This article was first published on The Financial Times by Polly Hopkins, Managing Director, UK, on 12 June 2026.
Polly Hopkins
Managing Director, UK
Regarding Mercedes Ruehl’s piece “Fights overshadow Swatch ‘Royal Pop’ launch” (Report, May 19). The launch day may have been shrouded in uncertainty and fights but it’s too soon to say that the scenes will be “detrimental to both brands”.
Swatch and Audemars Piguet went into the launch with a scarcity game plan, and one that, for the most part, has been successfully tested by luxury brands for decades. In a market where everything is available online in seconds, the queue has become the premium signal.

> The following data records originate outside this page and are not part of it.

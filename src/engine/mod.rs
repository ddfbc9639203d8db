//! Live auto-replacement engine
//!
//! Watches the typing stream for a completed "shortcut + delimiter" event,
//! substitutes the matching rule's expansion atomically, and keeps just
//! enough transient state to undo the single most recent substitution.

pub mod browser;
pub mod surface;

use std::time::{Duration, Instant};

use crate::core::state::Rule;
use surface::TextSurface;

/// Characters that complete a typed shortcut.
pub const DELIMITERS: [char; 2] = [' ', '.'];

/// Inserted after every expansion so the caret lands past the replacement.
pub const NBSP: char = '\u{a0}';

/// Payload for the transient undo toast shown after a substitution.
#[derive(Debug, Clone, PartialEq, Eq)]
pub struct Substitution {
    pub find: String,
    pub replace: String,
}

/// The single most recent substitution, kept until it is undone, expires,
/// or the next substitution overwrites it. Never persisted.
#[derive(Debug, Clone)]
pub struct PendingReplacement {
    pub find: String,
    pub replace: String,
    pub trigger: char,
    offset: usize,
    expires_at: Instant,
}

/// Keystroke-driven find/replace engine.
///
/// The engine holds no rules of its own; the caller passes the live rule
/// list (read from the store) on every event, so edits to the rules take
/// effect immediately.
pub struct RuleEngine {
    pending: Option<PendingReplacement>,
    undo_window: Duration,
}

impl RuleEngine {
    /// Engine whose undo toast stays actionable for `undo_window`.
    pub fn new(undo_window: Duration) -> Self {
        Self {
            pending: None,
            undo_window,
        }
    }

    /// Handle one text-insertion event.
    ///
    /// The host has already materialized `inserted` into the run right
    /// after `preceding` (the text before the insertion point). If the
    /// character is a delimiter and `preceding` ends with some rule's
    /// shortcut, the span covering `find + delimiter` is replaced with
    /// `replace` plus a non-breaking space. First match in list order wins.
    ///
    /// Returns the toast payload when a substitution happened.
    pub fn on_text_inserted(
        &mut self,
        rules: &[Rule],
        inserted: char,
        preceding: &str,
        surface: &mut dyn TextSurface,
    ) -> Option<Substitution> {
        if !DELIMITERS.contains(&inserted) {
            return None;
        }

        let rule = rules
            .iter()
            .filter(|r| r.is_active())
            .find(|r| preceding.ends_with(r.find.as_str()))?;

        let start = preceding.len() - rule.find.len();
        surface.delete_range(start, preceding.len() + inserted.len_utf8());
        let mut expansion = rule.replace.clone();
        expansion.push(NBSP);
        surface.insert_text(start, &expansion);

        tracing::debug!("Replaced `{}{inserted}` with `{}`", rule.find, rule.replace);

        // Overwriting the previous pending entry forfeits its undo.
        self.pending = Some(PendingReplacement {
            find: rule.find.clone(),
            replace: rule.replace.clone(),
            trigger: inserted,
            offset: start,
            expires_at: Instant::now() + self.undo_window,
        });

        Some(Substitution {
            find: rule.find.clone(),
            replace: rule.replace.clone(),
        })
    }

    /// The substitution whose undo toast is still alive, if any.
    pub fn pending(&self) -> Option<&PendingReplacement> {
        self.pending
            .as_ref()
            .filter(|p| Instant::now() < p.expires_at)
    }

    /// Undo the most recent substitution, restoring `find + delimiter`.
    ///
    /// Only the single most recent substitution can be undone, and only
    /// while its toast is alive. Returns `false` when there is nothing
    /// (or nothing still eligible) to undo.
    pub fn undo_last(&mut self, surface: &mut dyn TextSurface) -> bool {
        let Some(pending) = self.pending.take() else {
            return false;
        };
        if Instant::now() >= pending.expires_at {
            return false;
        }

        let inserted_len = pending.replace.len() + NBSP.len_utf8();
        surface.delete_range(pending.offset, pending.offset + inserted_len);
        let mut original = pending.find.clone();
        original.push(pending.trigger);
        surface.insert_text(pending.offset, &original);

        tracing::debug!("Undid replacement of `{}`", pending.find);
        true
    }

    /// Drop the pending substitution without touching the document
    /// (toast dismissed).
    pub fn dismiss(&mut self) {
        self.pending = None;
    }
}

For brands, restricting supply, forcing footfall and letting the queue do the marketing for free is now the go-to to create hype. For customers, it’s an exclusive moment, designed to make the product feel earned, engineered as proof that you were there when it happened: a timestamp of your cultural relevance and understanding, not just a timepiece to be worn. And, in some regards, this strategy played out at the launch.
No brand wants to be associated with fist fights and tear gas, but when it comes to the “bigger backlash”, what are the repercussions on the horizon? The product was cleverly designed to achieve a bigger goal. A pocket watch at £320 doesn’t compete with a Royal Oak wristwatch at £40,000, but it does give Audemars Piguet permission to speak to a new audience without angering the collectors who have spent serious money on the original. It’s not a cheaper Royal Oak.It’s a different object entirely, with genuine shared DNA between both brands that opens the doors for Audemars Piguet to reach Swatch’s market and Swatch the luxury Audemars Piguet connection.
When it comes to public perceptions, will we see a boycott of the pocket watch when it drops online? No. Will we see traditional customers of Audemars Piguet turn away from the brand? No. Will we see customers of Swatch be put off potential future collaborations? No.
Is there a lesson to be learnt when it comes to safeguarding these launches? Of course.
Compromised safety and police wouldn’t have been the headlines the brands were bargaining for, but in the world of social media the line between cultural phenomenon and controversy is thinner than most marketing teams plan for. If brands such as American Eagle and Pepsi can weather the court of public opinion, so can Swatch and Audemars Piguet. The product will remain valuable because of what it was designed to represent, and the chaos of the launch will probably fade into memory. Meaning that, in the long run, the scarcity strategy paid off.